%%

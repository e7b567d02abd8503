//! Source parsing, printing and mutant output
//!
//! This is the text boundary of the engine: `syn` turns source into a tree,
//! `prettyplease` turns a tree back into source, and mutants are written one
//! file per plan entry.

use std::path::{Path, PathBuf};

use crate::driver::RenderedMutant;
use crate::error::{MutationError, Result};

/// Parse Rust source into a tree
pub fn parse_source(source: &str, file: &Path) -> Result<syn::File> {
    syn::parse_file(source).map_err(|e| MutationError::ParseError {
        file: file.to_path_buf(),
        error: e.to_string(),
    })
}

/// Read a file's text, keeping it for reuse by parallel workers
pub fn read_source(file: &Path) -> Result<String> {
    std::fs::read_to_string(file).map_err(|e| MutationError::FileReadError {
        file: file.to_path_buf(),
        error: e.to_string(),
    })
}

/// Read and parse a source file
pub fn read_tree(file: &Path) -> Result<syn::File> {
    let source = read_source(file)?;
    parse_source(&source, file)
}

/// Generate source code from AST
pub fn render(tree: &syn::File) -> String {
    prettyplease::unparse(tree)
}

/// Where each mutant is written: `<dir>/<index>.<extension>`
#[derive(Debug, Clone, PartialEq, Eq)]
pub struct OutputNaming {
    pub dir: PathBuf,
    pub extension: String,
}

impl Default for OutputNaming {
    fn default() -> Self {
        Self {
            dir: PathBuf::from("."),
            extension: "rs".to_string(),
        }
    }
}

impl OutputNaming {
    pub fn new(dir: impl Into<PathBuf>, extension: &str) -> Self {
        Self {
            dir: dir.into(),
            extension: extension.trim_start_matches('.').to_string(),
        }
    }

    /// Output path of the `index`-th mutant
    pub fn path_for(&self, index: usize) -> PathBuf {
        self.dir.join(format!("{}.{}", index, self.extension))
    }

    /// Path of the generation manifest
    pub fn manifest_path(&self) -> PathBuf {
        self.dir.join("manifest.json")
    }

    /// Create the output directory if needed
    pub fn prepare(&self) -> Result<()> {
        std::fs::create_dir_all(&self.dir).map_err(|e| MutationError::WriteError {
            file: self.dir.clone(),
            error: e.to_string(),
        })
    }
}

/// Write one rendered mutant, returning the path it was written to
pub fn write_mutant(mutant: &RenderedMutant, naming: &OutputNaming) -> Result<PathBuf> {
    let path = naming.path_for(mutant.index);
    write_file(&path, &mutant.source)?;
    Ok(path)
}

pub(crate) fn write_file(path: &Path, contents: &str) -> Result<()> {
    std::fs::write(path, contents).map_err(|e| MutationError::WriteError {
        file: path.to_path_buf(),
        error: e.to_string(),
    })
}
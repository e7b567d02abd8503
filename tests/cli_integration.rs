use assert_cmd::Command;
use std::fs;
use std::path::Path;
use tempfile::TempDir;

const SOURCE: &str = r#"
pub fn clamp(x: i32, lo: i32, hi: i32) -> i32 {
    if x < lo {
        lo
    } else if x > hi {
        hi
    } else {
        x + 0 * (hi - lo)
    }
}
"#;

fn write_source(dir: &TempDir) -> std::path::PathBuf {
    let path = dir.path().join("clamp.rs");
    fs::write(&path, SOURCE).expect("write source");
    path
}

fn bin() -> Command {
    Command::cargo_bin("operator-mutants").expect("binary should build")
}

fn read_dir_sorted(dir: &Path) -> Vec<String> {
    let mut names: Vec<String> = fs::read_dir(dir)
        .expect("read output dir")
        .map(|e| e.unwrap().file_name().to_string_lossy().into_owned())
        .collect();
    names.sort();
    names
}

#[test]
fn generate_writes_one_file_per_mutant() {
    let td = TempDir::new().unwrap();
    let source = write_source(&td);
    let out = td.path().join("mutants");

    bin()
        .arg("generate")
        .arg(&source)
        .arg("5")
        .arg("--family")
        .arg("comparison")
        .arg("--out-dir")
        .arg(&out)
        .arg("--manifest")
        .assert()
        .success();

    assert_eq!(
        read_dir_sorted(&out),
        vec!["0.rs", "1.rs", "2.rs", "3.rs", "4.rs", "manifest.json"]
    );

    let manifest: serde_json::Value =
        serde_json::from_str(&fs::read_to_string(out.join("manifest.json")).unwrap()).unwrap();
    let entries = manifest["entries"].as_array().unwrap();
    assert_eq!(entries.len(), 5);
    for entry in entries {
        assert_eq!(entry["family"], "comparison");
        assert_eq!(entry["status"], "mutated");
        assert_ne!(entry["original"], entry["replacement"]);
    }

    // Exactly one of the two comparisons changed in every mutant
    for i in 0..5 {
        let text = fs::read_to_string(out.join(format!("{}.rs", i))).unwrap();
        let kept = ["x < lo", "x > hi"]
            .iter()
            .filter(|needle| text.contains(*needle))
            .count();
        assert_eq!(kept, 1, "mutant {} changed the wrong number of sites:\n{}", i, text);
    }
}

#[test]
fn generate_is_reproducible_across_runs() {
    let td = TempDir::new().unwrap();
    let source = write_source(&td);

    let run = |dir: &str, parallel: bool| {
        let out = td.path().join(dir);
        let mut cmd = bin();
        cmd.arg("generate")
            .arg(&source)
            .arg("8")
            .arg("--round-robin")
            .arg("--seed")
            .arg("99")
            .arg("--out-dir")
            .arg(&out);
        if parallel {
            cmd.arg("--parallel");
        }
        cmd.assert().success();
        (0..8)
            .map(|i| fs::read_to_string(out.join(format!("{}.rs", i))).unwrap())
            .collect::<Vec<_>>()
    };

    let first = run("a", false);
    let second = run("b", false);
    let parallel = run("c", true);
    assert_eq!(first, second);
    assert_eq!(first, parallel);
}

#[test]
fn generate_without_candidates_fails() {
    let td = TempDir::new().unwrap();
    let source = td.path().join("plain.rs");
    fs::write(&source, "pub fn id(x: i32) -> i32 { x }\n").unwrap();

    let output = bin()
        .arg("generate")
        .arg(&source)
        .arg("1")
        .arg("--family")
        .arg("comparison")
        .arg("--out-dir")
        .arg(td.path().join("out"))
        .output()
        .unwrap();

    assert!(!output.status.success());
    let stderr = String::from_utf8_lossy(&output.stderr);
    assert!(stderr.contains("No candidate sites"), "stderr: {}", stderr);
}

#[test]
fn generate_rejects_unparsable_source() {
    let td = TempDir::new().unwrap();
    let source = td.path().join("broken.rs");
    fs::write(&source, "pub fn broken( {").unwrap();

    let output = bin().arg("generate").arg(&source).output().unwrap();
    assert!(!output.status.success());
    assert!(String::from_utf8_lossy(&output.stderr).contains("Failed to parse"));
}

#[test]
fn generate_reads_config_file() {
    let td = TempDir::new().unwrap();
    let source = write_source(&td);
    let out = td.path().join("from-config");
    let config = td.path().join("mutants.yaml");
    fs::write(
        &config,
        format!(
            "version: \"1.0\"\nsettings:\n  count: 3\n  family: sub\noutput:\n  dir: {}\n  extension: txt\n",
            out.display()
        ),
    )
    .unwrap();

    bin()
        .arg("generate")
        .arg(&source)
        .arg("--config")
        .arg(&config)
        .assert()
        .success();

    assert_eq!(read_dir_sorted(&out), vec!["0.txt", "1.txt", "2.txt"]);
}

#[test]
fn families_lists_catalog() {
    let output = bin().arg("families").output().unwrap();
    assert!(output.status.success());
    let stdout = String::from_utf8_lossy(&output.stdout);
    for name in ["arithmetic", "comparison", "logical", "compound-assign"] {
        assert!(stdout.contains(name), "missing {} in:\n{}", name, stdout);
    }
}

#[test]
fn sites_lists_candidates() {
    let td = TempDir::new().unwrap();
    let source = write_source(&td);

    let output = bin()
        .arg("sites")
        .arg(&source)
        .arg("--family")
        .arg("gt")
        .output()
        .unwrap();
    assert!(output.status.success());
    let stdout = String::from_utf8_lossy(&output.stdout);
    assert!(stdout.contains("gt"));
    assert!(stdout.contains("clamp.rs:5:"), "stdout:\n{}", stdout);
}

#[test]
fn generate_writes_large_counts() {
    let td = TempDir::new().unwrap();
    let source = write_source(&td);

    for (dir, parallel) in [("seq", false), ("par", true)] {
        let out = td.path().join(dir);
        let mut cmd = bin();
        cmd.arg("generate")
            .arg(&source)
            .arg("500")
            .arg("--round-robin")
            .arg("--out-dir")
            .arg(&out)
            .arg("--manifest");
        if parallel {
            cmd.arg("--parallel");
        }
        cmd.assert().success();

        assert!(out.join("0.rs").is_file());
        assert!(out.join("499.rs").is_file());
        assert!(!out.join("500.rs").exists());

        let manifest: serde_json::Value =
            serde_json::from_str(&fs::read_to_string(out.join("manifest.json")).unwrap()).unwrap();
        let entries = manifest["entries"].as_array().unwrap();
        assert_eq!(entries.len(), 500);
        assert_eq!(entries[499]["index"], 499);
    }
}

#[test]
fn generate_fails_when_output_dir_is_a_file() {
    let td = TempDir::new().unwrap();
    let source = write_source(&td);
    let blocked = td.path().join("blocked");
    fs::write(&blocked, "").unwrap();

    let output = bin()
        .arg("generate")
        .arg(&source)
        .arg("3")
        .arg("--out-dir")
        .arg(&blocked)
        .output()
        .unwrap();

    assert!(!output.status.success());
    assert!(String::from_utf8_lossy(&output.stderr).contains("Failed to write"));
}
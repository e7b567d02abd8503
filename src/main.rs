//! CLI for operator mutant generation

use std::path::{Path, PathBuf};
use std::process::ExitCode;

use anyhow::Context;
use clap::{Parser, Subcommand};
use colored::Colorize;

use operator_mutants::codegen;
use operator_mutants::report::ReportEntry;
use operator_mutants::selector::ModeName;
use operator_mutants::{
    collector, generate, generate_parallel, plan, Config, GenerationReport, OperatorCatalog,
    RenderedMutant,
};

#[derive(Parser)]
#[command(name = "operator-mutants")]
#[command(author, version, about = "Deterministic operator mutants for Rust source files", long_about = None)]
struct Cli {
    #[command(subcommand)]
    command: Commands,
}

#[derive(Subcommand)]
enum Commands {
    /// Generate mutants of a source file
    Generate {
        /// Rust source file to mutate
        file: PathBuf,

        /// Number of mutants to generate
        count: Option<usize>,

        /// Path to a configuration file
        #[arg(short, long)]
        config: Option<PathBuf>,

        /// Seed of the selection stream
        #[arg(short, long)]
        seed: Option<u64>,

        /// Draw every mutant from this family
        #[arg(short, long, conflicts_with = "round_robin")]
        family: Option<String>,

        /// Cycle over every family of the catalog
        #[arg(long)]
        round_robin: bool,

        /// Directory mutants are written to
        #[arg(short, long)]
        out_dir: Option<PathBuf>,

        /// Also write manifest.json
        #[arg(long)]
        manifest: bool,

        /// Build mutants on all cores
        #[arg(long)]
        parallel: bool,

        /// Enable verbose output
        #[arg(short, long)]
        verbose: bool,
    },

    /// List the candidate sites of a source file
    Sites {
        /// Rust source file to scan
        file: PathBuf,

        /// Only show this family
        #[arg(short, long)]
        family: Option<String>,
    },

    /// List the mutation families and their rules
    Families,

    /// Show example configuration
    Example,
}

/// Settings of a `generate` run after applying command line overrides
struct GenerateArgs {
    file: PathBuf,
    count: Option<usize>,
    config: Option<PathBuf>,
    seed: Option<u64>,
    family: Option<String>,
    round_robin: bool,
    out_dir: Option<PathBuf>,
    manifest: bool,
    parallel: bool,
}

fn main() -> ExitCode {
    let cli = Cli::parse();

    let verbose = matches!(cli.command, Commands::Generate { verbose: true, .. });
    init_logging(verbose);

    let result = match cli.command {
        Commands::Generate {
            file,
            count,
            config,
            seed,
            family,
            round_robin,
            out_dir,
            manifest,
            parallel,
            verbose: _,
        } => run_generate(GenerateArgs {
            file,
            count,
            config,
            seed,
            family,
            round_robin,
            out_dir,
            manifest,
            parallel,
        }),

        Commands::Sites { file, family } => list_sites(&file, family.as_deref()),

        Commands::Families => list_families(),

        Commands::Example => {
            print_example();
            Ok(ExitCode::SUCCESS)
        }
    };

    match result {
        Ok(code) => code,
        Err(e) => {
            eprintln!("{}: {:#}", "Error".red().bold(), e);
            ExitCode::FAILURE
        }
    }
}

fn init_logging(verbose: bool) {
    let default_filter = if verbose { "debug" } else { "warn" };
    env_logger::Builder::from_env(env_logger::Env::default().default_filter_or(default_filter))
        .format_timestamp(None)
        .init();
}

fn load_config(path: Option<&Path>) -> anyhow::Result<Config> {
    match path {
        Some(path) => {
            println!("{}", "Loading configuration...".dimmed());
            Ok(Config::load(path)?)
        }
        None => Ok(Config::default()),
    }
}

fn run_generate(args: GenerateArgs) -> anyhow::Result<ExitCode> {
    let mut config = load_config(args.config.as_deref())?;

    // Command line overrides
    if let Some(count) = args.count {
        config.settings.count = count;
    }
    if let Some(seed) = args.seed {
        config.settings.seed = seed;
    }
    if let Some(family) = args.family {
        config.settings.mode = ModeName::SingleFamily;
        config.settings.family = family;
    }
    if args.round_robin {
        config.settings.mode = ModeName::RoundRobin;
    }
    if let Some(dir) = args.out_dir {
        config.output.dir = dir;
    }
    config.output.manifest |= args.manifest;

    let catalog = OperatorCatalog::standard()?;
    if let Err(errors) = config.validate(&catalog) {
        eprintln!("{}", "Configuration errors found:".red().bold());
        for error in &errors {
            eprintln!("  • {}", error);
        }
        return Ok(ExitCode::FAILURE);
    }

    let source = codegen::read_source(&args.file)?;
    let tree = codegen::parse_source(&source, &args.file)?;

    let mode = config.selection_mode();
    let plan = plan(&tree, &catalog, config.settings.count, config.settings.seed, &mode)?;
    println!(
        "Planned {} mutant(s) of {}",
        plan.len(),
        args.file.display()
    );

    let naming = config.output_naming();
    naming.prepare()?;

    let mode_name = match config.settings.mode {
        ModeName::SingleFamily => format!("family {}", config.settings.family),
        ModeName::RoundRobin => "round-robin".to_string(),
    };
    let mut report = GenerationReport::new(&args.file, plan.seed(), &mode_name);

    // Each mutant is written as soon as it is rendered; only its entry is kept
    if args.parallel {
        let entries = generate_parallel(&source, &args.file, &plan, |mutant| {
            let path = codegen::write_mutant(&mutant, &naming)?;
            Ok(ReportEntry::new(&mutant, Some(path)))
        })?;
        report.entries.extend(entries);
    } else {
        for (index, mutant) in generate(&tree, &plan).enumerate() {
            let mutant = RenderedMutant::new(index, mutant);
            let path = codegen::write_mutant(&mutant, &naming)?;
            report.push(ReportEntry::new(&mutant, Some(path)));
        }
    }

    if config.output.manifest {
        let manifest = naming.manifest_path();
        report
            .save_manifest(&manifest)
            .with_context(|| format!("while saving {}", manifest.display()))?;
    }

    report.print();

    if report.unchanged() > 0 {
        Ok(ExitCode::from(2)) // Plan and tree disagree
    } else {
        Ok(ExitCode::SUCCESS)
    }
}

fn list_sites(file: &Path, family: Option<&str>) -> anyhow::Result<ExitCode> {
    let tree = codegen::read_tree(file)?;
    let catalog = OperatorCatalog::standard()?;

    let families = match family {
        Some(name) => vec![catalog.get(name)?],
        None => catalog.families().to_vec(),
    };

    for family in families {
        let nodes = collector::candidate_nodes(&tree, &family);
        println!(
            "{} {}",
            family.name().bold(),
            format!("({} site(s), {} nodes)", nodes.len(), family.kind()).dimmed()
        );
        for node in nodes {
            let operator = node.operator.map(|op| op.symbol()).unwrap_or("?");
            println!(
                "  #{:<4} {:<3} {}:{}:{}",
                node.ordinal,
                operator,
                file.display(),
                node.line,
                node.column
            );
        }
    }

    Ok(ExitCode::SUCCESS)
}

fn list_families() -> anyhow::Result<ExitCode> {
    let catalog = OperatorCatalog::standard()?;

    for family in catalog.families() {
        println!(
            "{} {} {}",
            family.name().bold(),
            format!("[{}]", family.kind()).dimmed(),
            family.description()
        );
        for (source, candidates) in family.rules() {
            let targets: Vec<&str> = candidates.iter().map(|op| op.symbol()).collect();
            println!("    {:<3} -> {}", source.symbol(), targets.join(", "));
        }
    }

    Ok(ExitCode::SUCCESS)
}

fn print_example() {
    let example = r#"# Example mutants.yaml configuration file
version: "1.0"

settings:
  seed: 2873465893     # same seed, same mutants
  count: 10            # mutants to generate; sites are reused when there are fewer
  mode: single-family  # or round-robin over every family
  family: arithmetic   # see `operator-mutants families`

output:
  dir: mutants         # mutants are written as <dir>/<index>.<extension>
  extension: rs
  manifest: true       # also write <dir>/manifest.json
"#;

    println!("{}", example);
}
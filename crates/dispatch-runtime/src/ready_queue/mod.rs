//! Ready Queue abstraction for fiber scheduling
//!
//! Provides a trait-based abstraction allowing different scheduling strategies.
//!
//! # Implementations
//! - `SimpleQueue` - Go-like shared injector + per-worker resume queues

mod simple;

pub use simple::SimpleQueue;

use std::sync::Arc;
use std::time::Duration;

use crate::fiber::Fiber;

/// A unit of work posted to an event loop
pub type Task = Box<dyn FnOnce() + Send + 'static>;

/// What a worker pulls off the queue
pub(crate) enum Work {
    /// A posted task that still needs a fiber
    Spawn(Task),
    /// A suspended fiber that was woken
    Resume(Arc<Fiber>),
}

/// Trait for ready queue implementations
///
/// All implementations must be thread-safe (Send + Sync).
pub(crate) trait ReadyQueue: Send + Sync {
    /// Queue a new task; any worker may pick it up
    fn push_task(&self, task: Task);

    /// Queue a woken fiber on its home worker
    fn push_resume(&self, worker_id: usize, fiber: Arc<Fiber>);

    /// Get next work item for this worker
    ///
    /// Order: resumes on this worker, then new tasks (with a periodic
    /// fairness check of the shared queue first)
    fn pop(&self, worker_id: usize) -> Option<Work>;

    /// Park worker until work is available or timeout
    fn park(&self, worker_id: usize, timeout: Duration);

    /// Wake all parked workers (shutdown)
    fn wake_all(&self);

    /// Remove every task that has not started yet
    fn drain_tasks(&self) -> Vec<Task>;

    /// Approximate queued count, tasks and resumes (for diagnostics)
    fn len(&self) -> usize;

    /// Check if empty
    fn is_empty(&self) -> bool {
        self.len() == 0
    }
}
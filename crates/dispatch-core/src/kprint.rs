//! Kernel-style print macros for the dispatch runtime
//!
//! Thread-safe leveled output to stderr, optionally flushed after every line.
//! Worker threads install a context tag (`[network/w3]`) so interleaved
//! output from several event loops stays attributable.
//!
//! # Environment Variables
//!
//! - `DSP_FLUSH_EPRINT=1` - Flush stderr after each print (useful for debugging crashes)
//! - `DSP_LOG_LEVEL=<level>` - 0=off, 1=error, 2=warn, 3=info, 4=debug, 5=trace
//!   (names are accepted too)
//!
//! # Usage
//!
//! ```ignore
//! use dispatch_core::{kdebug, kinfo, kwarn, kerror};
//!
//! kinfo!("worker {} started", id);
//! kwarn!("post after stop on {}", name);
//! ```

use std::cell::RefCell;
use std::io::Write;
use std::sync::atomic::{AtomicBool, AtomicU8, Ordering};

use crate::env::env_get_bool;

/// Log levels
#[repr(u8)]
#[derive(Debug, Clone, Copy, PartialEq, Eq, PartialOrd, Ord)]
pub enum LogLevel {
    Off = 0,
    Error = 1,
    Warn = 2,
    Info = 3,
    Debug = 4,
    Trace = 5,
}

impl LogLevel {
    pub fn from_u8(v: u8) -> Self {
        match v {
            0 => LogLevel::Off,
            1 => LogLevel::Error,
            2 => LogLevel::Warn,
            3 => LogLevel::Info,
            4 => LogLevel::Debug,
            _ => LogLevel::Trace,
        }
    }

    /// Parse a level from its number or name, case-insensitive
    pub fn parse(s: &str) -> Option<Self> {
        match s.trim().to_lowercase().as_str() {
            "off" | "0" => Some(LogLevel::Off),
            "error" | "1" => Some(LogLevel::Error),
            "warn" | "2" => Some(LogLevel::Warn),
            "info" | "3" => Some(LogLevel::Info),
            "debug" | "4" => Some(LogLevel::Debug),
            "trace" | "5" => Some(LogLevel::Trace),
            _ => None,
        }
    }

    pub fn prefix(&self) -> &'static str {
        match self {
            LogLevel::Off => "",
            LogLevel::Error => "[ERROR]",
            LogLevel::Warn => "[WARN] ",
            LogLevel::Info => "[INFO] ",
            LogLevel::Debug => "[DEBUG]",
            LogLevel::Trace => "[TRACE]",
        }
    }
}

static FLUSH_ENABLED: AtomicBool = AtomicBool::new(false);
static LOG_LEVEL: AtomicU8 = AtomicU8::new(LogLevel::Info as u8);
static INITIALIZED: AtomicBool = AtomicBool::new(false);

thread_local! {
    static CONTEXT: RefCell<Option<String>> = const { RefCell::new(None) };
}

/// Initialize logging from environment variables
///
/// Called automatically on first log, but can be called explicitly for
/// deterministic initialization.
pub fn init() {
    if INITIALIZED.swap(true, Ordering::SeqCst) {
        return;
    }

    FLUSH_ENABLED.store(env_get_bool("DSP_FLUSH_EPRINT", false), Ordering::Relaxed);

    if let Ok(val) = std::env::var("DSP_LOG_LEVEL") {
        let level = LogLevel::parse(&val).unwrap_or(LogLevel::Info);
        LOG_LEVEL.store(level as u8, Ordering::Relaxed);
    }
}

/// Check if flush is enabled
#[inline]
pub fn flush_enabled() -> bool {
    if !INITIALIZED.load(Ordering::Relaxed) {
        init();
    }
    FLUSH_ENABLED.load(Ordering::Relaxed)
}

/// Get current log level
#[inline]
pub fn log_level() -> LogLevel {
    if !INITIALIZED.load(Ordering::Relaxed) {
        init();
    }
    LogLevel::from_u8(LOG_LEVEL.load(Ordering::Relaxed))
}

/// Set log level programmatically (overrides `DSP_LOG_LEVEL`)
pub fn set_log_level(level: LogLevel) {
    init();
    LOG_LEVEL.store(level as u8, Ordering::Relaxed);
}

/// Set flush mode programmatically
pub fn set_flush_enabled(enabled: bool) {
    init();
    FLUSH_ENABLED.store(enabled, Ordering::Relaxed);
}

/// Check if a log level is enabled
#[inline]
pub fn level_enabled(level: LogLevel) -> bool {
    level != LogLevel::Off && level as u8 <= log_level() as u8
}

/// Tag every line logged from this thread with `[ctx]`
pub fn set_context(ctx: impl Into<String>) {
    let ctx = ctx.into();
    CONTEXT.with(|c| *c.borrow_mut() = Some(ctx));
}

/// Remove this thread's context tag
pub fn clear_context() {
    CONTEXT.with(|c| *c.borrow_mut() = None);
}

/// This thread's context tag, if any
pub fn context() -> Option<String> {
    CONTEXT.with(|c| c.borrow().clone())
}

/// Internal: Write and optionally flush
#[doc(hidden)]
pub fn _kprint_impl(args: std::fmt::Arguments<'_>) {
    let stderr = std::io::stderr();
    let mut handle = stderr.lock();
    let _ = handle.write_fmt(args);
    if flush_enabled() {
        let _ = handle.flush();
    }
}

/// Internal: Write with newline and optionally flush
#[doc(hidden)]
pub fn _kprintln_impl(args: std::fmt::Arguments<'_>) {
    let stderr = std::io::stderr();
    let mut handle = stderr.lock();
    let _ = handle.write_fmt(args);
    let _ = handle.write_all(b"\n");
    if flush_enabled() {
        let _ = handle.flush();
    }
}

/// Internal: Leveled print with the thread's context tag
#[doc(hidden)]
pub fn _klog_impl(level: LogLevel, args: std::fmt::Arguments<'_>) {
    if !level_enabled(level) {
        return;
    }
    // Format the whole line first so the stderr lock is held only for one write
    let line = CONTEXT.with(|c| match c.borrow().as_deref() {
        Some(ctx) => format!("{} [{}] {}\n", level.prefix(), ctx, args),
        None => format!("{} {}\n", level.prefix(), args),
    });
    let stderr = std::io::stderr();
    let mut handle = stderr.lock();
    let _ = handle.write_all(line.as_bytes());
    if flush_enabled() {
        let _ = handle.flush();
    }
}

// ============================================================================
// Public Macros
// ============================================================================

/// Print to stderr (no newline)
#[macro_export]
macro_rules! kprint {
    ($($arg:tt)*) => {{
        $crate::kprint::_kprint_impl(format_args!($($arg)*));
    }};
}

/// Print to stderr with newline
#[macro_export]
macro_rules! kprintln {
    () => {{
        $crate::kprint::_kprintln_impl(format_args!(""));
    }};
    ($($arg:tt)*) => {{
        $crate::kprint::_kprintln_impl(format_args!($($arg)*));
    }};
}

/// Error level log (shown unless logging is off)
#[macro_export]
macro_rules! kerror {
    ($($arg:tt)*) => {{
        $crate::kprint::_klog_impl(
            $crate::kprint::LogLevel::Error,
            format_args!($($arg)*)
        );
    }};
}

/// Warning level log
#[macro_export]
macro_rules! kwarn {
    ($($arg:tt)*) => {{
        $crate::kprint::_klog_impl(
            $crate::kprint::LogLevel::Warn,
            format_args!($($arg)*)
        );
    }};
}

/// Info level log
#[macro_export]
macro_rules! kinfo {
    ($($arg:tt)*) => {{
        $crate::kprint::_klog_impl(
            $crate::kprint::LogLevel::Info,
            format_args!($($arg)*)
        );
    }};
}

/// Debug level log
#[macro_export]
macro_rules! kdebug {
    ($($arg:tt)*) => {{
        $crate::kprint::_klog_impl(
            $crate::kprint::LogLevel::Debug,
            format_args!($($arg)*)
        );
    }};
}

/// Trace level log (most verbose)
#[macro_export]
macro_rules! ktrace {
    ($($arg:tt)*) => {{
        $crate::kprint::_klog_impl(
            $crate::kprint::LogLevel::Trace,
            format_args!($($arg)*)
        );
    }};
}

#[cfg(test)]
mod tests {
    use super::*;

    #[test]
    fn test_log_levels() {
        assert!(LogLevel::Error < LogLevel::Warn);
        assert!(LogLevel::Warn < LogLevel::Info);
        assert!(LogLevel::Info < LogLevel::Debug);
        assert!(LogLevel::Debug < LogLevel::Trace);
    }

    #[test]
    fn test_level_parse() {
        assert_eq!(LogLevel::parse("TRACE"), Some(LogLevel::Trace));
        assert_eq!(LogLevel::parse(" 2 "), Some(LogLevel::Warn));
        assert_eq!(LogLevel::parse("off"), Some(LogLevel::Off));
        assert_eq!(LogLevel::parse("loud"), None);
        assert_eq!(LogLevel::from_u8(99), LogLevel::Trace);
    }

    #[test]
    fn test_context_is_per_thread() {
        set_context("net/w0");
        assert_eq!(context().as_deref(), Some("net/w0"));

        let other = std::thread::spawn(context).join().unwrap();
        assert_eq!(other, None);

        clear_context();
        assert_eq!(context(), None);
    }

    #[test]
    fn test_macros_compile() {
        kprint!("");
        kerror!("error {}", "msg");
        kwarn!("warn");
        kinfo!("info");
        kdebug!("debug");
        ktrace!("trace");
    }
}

%%

Lines of the listing above that contain the word "INITIALIZED" should all be returned.

▶ **SOLUTION FOR THIS PROBLEM**
static INITIALIZED: AtomicBool = AtomicBool::new(false);
    if INITIALIZED.swap(true, Ordering::SeqCst) {
    if !INITIALIZED.load(Ordering::Relaxed) {
    if !INITIALIZED.load(Ordering::Relaxed) {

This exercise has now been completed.